Sosiologi Universitas Hasanuddin. Dapat berkorespondensi melalui achmadfaizalxxx@gmail.com

Selanjutnya

Tutup

Gaya Hidup Pilihan

Euforia Nikah Muda

5 Januari 2018   07:21 Diperbarui: 5 Januari 2018   13:16 3839
+
Laporkan Konten
Laporkan Akun
Kompasiana adalah platform blog. Konten ini menjadi tanggung jawab bloger dan tidak mewakili pandangan redaksi Kompas.
Lihat foto
rifdoisme.files.wordpress.com

Syahdan, fenomena nikah muda yang kini lagi tren nampaknya lebih disebabkan oleh faktor lain yakni dimensi agama dan sosial media. Pertama,faktor agama. Saya justru melihat bahwa kini agama (Islam) dijadikan justifikasi untuk menggalakkan gerakan nikah muda. Para pemuda seringkali digambarkan sebagai makhluk yang memiliki libido seksual yang tinggi dan dikhawatirkan akan terjerumus ke dalam lembah perzinahan melalui mekanisme pacaran atau pelacuran.  Dengan berlandaskan dalil tentang bahaya mendekati zina, maka agama (islam) menawarkan solusi terbaik yaitu pernikahan. Sekilas alur berfikir seperti ini benar tetapi justru menimbulkan kesan polarisasi wacana bahwa kalau tidak mau berzina, yah segera menikah. 
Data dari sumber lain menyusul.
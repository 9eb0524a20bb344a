//! First-run setup.
//!
//! Writes a config file with every default spelled out so users have something
//! to edit with `micwave config`.

use crate::config::{get_config_path, MicwaveConfig};

/// Creates the default config file if it does not exist yet.
///
/// # Errors
/// - If the config directory cannot be determined or created
/// - If the file cannot be written
pub fn ensure_config() -> anyhow::Result<()> {
    let config_path = get_config_path()?;
    if config_path.exists() {
        tracing::debug!("Config file present: {}", config_path.display());
        return Ok(());
    }

    tracing::info!("No config found, writing defaults to {}", config_path.display());
    MicwaveConfig::default().save()
}
//! Terminal surfaces: the waveform canvas and the error screen.

pub mod canvas;
pub mod error;
pub mod visualizer;

pub use error::ErrorScreen;
pub use visualizer::{VisualizerCommand, VisualizerTui};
Mengapa tidak belajar gagasan psikoanalisis Freud tentang mekanisme pertahanan diri (self defence mechanism) ? Secara teoritis, hasrat seksual (id) bisa disalurkan atau dikendalikan tidak melulu melalui hubungan badan. Misalnya melalui pendekatan displacement (penggantian), libido seksual (id) bisa disalurkan ke objek lain seperti berlibur, berenang, berkuda dan seterusnya. Atau juga bisa dikontrol melalui pendekatan represi yakni puasa sebagaimana anjuran Nabi SAW.

Maka tak heran jika belakangan ini seminar tentang nikah muda lagi subur - suburnya tumbuh di kalangan muda terutama aktivis dakwah. Bahkan kini nikah muda telah menjadi sebuah gerakan sosial yang dibuktikan dengan hadirnya berbagai komunitas pro nikah muda dan pemuda hijrah seperti "Indonesia Tanpa Pacaran", "Gerakan Nikah Muda" dan sejenisnya.

Melalui organisasi/komunitas tersebutlah, para pegiat nikah muda melakukan infiltrasi gagasan kepada kalangan muda terutama mahasiswa. 

Kedua,sosial media. Kegiatan seminar tanpa sosial media ibarat ujian skripsi tanpa revisi, pasti akan terasa hambar. Maka melalui platform sosial media, kampanye nikah muda menjadi lebih hidup dan lebih efektif mengingat penduduk Indonesia lagi gencar-gencarnya berimigrasi ke sosial media (80 juta orang indonesia telah mengantongi KTP sosial media). Maka jika ada artis sosial media melakukan nikah muda misalnya, maka potensi perubahan juga berimplikasi bagi para pengikutnya. Kalaupun tidak banyak dari pengikutnya yang berhasil menikah muda, minimal niat untuk segera menikah seketika muncul.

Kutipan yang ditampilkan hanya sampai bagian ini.